═════ Data under study ═════

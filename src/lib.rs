//! Parcel Watch — mailbox-driven delivery-tracking ingestion.
//!
//! Watches a JMAP mailbox for new messages, filters out everything that
//! is not a shipment notification, extracts structured tracking data via
//! an external service, resolves the carrier against a cached vocabulary,
//! and files each delivery with the downstream tracker exactly once.

pub mod carriers;
pub mod classify;
pub mod config;
pub mod error;
pub mod extraction;
pub mod jmap;
pub mod pipeline;
pub mod store;
pub mod submit;
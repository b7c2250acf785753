//! JMAP mail access: session/request client, incremental synchronizer,
//! and the push event listener.

pub mod client;
pub mod listener;
pub mod sync;

pub use client::JmapClient;
pub use listener::{ListenerHandle, spawn_listener};
pub use sync::{EmailMessage, FetchResult, JmapMailSource, MailSource};
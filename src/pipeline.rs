//! Pipeline orchestrator — one pass per mailbox change event.
//!
//! A pass walks the full chain: cursor → fetch → classify → extract →
//! resolve → submit → advance cursor. Triggers arriving while a pass is
//! running are dropped, not queued: the in-flight pass already reads up
//! to its fetch-time boundary, so the dropped trigger's work lands in
//! the next pass's wider diff window.

use std::sync::Arc;
use std::sync::atomic::{AtomicBool, Ordering};

use tracing::{Instrument, debug, error, info, info_span, warn};
use uuid::Uuid;

use crate::carriers::CarrierRegistry;
use crate::classify::CandidateClassifier;
use crate::error::{Error, MailError};
use crate::extraction::{DeliveryExtractor, TrackingCandidate};
use crate::jmap::{EmailMessage, MailSource};
use crate::store::Store;
use crate::submit::{SubmissionGate, SubmissionOutcome};

/// Counters for one pass, for logging and tests.
#[derive(Debug, Clone, Default, PartialEq)]
pub struct PassStats {
    /// New emails returned by the synchronizer.
    pub fetched: usize,
    /// Emails that survived the classifier.
    pub candidates: usize,
    /// Tracking candidates produced by extraction.
    pub extracted: usize,
    /// Deliveries accepted downstream this pass.
    pub submitted: usize,
}

/// The event-driven ingestion pipeline.
pub struct DeliveryPipeline {
    mail: Arc<dyn MailSource>,
    store: Arc<dyn Store>,
    classifier: CandidateClassifier,
    extractor: Arc<dyn DeliveryExtractor>,
    registry: Arc<CarrierRegistry>,
    gate: SubmissionGate,
    running: AtomicBool,
}

/// Clears the running flag when a pass ends, however it ends.
struct RunningGuard<'a>(&'a AtomicBool);

impl Drop for RunningGuard<'_> {
    fn drop(&mut self) {
        self.0.store(false, Ordering::Release);
    }
}

impl DeliveryPipeline {
    pub fn new(
        mail: Arc<dyn MailSource>,
        store: Arc<dyn Store>,
        classifier: CandidateClassifier,
        extractor: Arc<dyn DeliveryExtractor>,
        registry: Arc<CarrierRegistry>,
        gate: SubmissionGate,
    ) -> Self {
        Self {
            mail,
            store,
            classifier,
            extractor,
            registry,
            gate,
            running: AtomicBool::new(false),
        }
    }

    /// Trigger a pass. Returns `None` when the trigger was dropped
    /// (a pass was already running) or the pass failed; failures are
    /// logged, never raised to the listener.
    pub async fn on_mail_state_change(&self) -> Option<PassStats> {
        if self
            .running
            .compare_exchange(false, true, Ordering::AcqRel, Ordering::Acquire)
            .is_err()
        {
            debug!("Pass already running, dropping trigger");
            return None;
        }
        let _guard = RunningGuard(&self.running);

        let pass_id = Uuid::new_v4();
        match self
            .run_pass()
            .instrument(info_span!("pipeline_pass", %pass_id))
            .await
        {
            Ok(stats) => Some(stats),
            Err(e) => {
                error!(error = %e, "Pipeline pass failed");
                None
            }
        }
    }

    async fn run_pass(&self) -> Result<PassStats, Error> {
        let mut stats = PassStats::default();

        // First run: seed the cursor without reading any history.
        let Some(cursor) = self.store.load_cursor().await? else {
            info!("No cursor: capturing current mailbox state, skipping history");
            let state = self.mail.current_state().await?;
            self.store.save_cursor(&state).await?;
            info!(state = %state, "Initial cursor saved");
            return Ok(stats);
        };

        let result = match self.mail.fetch_since(&cursor).await {
            Ok(result) => result,
            Err(MailError::CannotCalculateChanges) => {
                // Resynchronize and accept the gap rather than error-loop.
                warn!("Server cannot diff from stored cursor, resynchronizing");
                let state = self.mail.current_state().await?;
                self.store.save_cursor(&state).await?;
                return Ok(stats);
            }
            // Any other fetch failure aborts without advancing the
            // cursor; the next trigger retries the same range.
            Err(e) => return Err(e.into()),
        };

        stats.fetched = result.emails.len();

        let mut kept = Vec::new();
        for email in result.emails {
            if self.classifier.is_candidate(&email).await {
                kept.push(email);
            } else {
                debug!(subject = %email.subject, from = %email.from, "Filtered out");
            }
        }
        stats.candidates = kept.len();

        if !kept.is_empty() {
            info!(
                candidates = kept.len(),
                fetched = stats.fetched,
                "Tracking candidates in new mail"
            );
        } else if stats.fetched > 0 {
            debug!(fetched = stats.fetched, "No tracking candidates in new mail");
        }

        for email in &kept {
            match self.process_email(email).await {
                Ok((extracted, submitted)) => {
                    stats.extracted += extracted;
                    stats.submitted += submitted;
                }
                // One bad email must not abort the batch.
                Err(e) => {
                    error!(
                        subject = %email.subject,
                        error = %e,
                        "Failed to process email, continuing"
                    );
                }
            }
        }

        // The cursor advances after the whole batch regardless of
        // per-candidate outcomes. If the process dies mid-batch the next
        // run re-fetches the same emails and the ledger absorbs the
        // replay.
        self.store.save_cursor(&result.new_state).await?;
        Ok(stats)
    }

    /// Extract and submit everything in one email. Returns
    /// (extracted, submitted) counts.
    async fn process_email(&self, email: &EmailMessage) -> Result<(usize, usize), Error> {
        info!(subject = %email.subject, from = %email.from, "Extracting deliveries");

        let vocabulary = self.registry.vocabulary_lines().await;
        let candidates = self.extractor.extract(email, &vocabulary).await?;
        if candidates.is_empty() {
            debug!(subject = %email.subject, "No tracking numbers found");
            return Ok((0, 0));
        }

        info!(
            count = candidates.len(),
            subject = %email.subject,
            "Found deliveries"
        );

        let mut submitted = 0;
        for candidate in &candidates {
            match self.process_candidate(candidate, &email.id).await {
                Ok(Some(SubmissionOutcome::Submitted)) => submitted += 1,
                Ok(_) => {}
                // Per-candidate isolation mirrors per-email isolation.
                Err(e) => {
                    error!(
                        tracking_number = %candidate.tracking_number,
                        error = %e,
                        "Failed to process delivery, continuing"
                    );
                }
            }
        }
        Ok((candidates.len(), submitted))
    }

    async fn process_candidate(
        &self,
        candidate: &TrackingCandidate,
        email_id: &str,
    ) -> Result<Option<SubmissionOutcome>, Error> {
        let Some(code) = self
            .registry
            .resolve(&candidate.carrier, &candidate.tracking_number)
            .await
        else {
            warn!(
                carrier = %candidate.carrier,
                tracking_number = %candidate.tracking_number,
                "Unresolvable carrier, skipping"
            );
            return Ok(None);
        };

        let outcome = self
            .gate
            .submit_if_new(
                &candidate.tracking_number,
                &code,
                &candidate.description,
                email_id,
            )
            .await?;
        Ok(Some(outcome))
    }
}
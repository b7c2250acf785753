//! Cached carrier vocabulary, fetched from the downstream tracker's
//! registry endpoint.
//!
//! The registry is externally controlled and changes rarely, so entries
//! are cached in memory with a freshness window. A failed refresh serves
//! the stale cache rather than failing the caller.

use std::collections::HashMap;
use std::sync::Arc;
use std::time::{Duration, Instant};

use regex::Regex;
use tokio::sync::RwLock;
use tracing::{debug, warn};

use crate::carriers::exclusions;
use crate::carriers::resolver::{self, AliasRules};
use crate::config::RegistryConfig;
use crate::error::RegistryError;

/// Request timeout for the registry fetch.
const FETCH_TIMEOUT: Duration = Duration::from_secs(15);

/// One carrier known to the downstream tracker.
#[derive(Debug, Clone, PartialEq)]
pub struct CarrierEntry {
    /// Canonical short code (e.g. `ups`).
    pub code: String,
    /// Display name (e.g. `UPS`).
    pub name: String,
}

struct Remote {
    client: reqwest::Client,
    url: String,
}

struct Cache {
    entries: Arc<Vec<CarrierEntry>>,
    fetched_at: Option<Instant>,
}

/// In-memory carrier vocabulary with TTL refresh and exclusion policy.
pub struct CarrierRegistry {
    remote: Option<Remote>,
    ttl: Duration,
    aliases: AliasRules,
    cache: RwLock<Cache>,
}

impl CarrierRegistry {
    /// Registry backed by the remote carrier map.
    pub fn new(client: reqwest::Client, config: &RegistryConfig) -> Self {
        Self {
            remote: Some(Remote {
                client,
                url: config.url.clone(),
            }),
            ttl: config.ttl,
            aliases: AliasRules::default(),
            cache: RwLock::new(Cache {
                entries: Arc::new(Vec::new()),
                fetched_at: None,
            }),
        }
    }

    /// Registry with a fixed vocabulary and no remote refresh (tests,
    /// offline operation). The exclusion policy still applies.
    pub fn with_entries(entries: Vec<CarrierEntry>) -> Self {
        let kept = entries
            .into_iter()
            .filter(|e| !exclusions::is_excluded(&e.code))
            .collect::<Vec<_>>();
        Self {
            remote: None,
            ttl: Duration::MAX,
            aliases: AliasRules::default(),
            cache: RwLock::new(Cache {
                entries: Arc::new(kept),
                fetched_at: Some(Instant::now()),
            }),
        }
    }

    /// Replace the alias rules (deployment configuration).
    pub fn with_aliases(mut self, aliases: AliasRules) -> Self {
        self.aliases = aliases;
        self
    }

    /// Current non-excluded vocabulary, refreshing the cache if stale.
    ///
    /// Serves the stale cache on refresh failure; errors only when there
    /// is no cache to fall back to.
    pub async fn entries(&self) -> Result<Arc<Vec<CarrierEntry>>, RegistryError> {
        {
            let cache = self.cache.read().await;
            if self.is_fresh(&cache) {
                return Ok(Arc::clone(&cache.entries));
            }
        }

        let mut cache = self.cache.write().await;
        // Another task may have refreshed while we waited for the lock.
        if self.is_fresh(&cache) {
            return Ok(Arc::clone(&cache.entries));
        }

        let remote = match &self.remote {
            Some(remote) => remote,
            None => return Ok(Arc::clone(&cache.entries)),
        };

        match fetch_carrier_map(remote).await {
            Ok(map) => {
                let mut kept: Vec<CarrierEntry> = map
                    .into_iter()
                    .filter(|(code, _)| !exclusions::is_excluded(code))
                    .map(|(code, name)| CarrierEntry { code, name })
                    .collect();
                kept.sort_by(|a, b| a.code.cmp(&b.code));
                debug!(carriers = kept.len(), "Carrier vocabulary refreshed");
                cache.entries = Arc::new(kept);
                cache.fetched_at = Some(Instant::now());
                Ok(Arc::clone(&cache.entries))
            }
            Err(e) => {
                if cache.entries.is_empty() {
                    Err(e)
                } else {
                    warn!(error = %e, "Carrier list refresh failed, serving stale cache");
                    Ok(Arc::clone(&cache.entries))
                }
            }
        }
    }

    fn is_fresh(&self, cache: &Cache) -> bool {
        match cache.fetched_at {
            Some(at) => self.remote.is_none() || at.elapsed() < self.ttl,
            None => false,
        }
    }

    /// Resolve free-text carrier input to a canonical code.
    ///
    /// Alias rules run first (they apply even when the vocabulary is
    /// unavailable), then the tiered match against the cached vocabulary.
    pub async fn resolve(&self, carrier_text: &str, tracking_number: &str) -> Option<String> {
        if let Some(code) = self.aliases.apply(carrier_text, tracking_number) {
            debug!(carrier = %carrier_text, code = %code, "Carrier resolved by alias rule");
            return Some(code.to_string());
        }
        let entries = self.entries().await.ok()?;
        resolver::resolve_in(&entries, carrier_text)
    }

    /// Whether a code exists in the current vocabulary. Unavailable
    /// vocabulary counts as invalid.
    pub async fn is_valid_code(&self, code: &str) -> bool {
        match self.entries().await {
            Ok(entries) => entries.iter().any(|e| e.code == code),
            Err(_) => false,
        }
    }

    /// `code: name` lines for the extraction prompt. Empty on failure.
    pub async fn vocabulary_lines(&self) -> String {
        match self.entries().await {
            Ok(entries) => entries
                .iter()
                .map(|e| format!("{}: {}", e.code, e.name))
                .collect::<Vec<_>>()
                .join("\n"),
            Err(_) => String::new(),
        }
    }

    /// Case-insensitive word-boundary patterns over display names, for
    /// the classifier's carrier-mention tier. Empty on failure.
    pub async fn name_patterns(&self) -> Vec<Regex> {
        match self.entries().await {
            Ok(entries) => entries
                .iter()
                .filter_map(|e| {
                    Regex::new(&format!(r"(?i)\b{}\b", regex::escape(&e.name))).ok()
                })
                .collect(),
            Err(_) => Vec::new(),
        }
    }
}

async fn fetch_carrier_map(remote: &Remote) -> Result<HashMap<String, String>, RegistryError> {
    let response = remote
        .client
        .get(&remote.url)
        .timeout(FETCH_TIMEOUT)
        .send()
        .await
        .map_err(|e| RegistryError::Fetch(e.to_string()))?;

    if !response.status().is_success() {
        return Err(RegistryError::Fetch(format!(
            "HTTP {}",
            response.status().as_u16()
        )));
    }

    response
        .json::<HashMap<String, String>>()
        .await
        .map_err(|e| RegistryError::Fetch(format!("decode: {e}")))
}

#[cfg(test)]
mod tests {
    use super::*;

    fn entry(code: &str, name: &str) -> CarrierEntry {
        CarrierEntry {
            code: code.into(),
            name: name.into(),
        }
    }

    #[tokio::test]
    async fn fixed_vocabulary_applies_exclusions() {
        let registry = CarrierRegistry::with_entries(vec![
            entry("ups", "UPS"),
            entry("amzlus", "Amazon US"),
            entry("doordash", "DoorDash"),
            entry("cp", "Canada Post"),
        ]);
        let entries = registry.entries().await.unwrap();
        let codes: Vec<&str> = entries.iter().map(|e| e.code.as_str()).collect();
        assert_eq!(codes, vec!["ups", "cp"]);
    }

    #[tokio::test]
    async fn vocabulary_lines_format() {
        let registry =
            CarrierRegistry::with_entries(vec![entry("ups", "UPS"), entry("cp", "Canada Post")]);
        assert_eq!(registry.vocabulary_lines().await, "ups: UPS\ncp: Canada Post");
    }

    #[tokio::test]
    async fn is_valid_code_checks_current_vocabulary() {
        let registry = CarrierRegistry::with_entries(vec![entry("ups", "UPS")]);
        assert!(registry.is_valid_code("ups").await);
        assert!(!registry.is_valid_code("fedex").await);
    }

    #[tokio::test]
    async fn name_patterns_match_whole_words_only() {
        let registry = CarrierRegistry::with_entries(vec![entry("ups", "UPS")]);
        let patterns = registry.name_patterns().await;
        assert_eq!(patterns.len(), 1);
        assert!(patterns[0].is_match("your UPS package"));
        assert!(patterns[0].is_match("your ups package"));
        assert!(!patterns[0].is_match("pushups are great"));
    }

    #[tokio::test]
    async fn name_patterns_escape_metacharacters() {
        let registry =
            CarrierRegistry::with_entries(vec![entry("laser", "OnTrac - Lasership")]);
        let patterns = registry.name_patterns().await;
        assert!(patterns[0].is_match("handed to OnTrac - Lasership today"));
        assert!(!patterns[0].is_match("OnTrac handles this one"));
    }

    #[tokio::test]
    async fn resolve_prefers_alias_rules() {
        let registry = CarrierRegistry::with_entries(vec![
            entry("intelc", "Dragonfly - Intelcom"),
            entry("uniuni", "UniUni"),
            entry("ups", "UPS"),
        ]);
        assert_eq!(
            registry.resolve("Dragonfly", "D00012345").await,
            Some("intelc".into())
        );
        // Tracking prefix rule wins even when the carrier text says otherwise
        assert_eq!(
            registry.resolve("AliExpress Standard", "JY25CA10A002279541").await,
            Some("uniuni".into())
        );
    }
}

═════

### What you have to do
Each line from the beginning of the entries to the line with "pub use client::JmapClient;" must be repeated exactly, with both end lines kept and no other lines given.

### Problem solution
filename src/lib.rs
//! Parcel Watch — mailbox-driven delivery-tracking ingestion.
//!
//! Watches a JMAP mailbox for new messages, filters out everything that
//! is not a shipment notification, extracts structured tracking data via
//! an external service, resolves the carrier against a cached vocabulary,
//! and files each delivery with the downstream tracker exactly once.

pub mod carriers;
pub mod classify;
pub mod config;
pub mod error;
pub mod extraction;
pub mod jmap;
pub mod pipeline;
pub mod store;
pub mod submit;
repository b7c2250acf785753
//! JMAP mail access: session/request client, incremental synchronizer,
//! and the push event listener.

pub mod client;
pub mod listener;
pub mod sync;

pub use client::JmapClient;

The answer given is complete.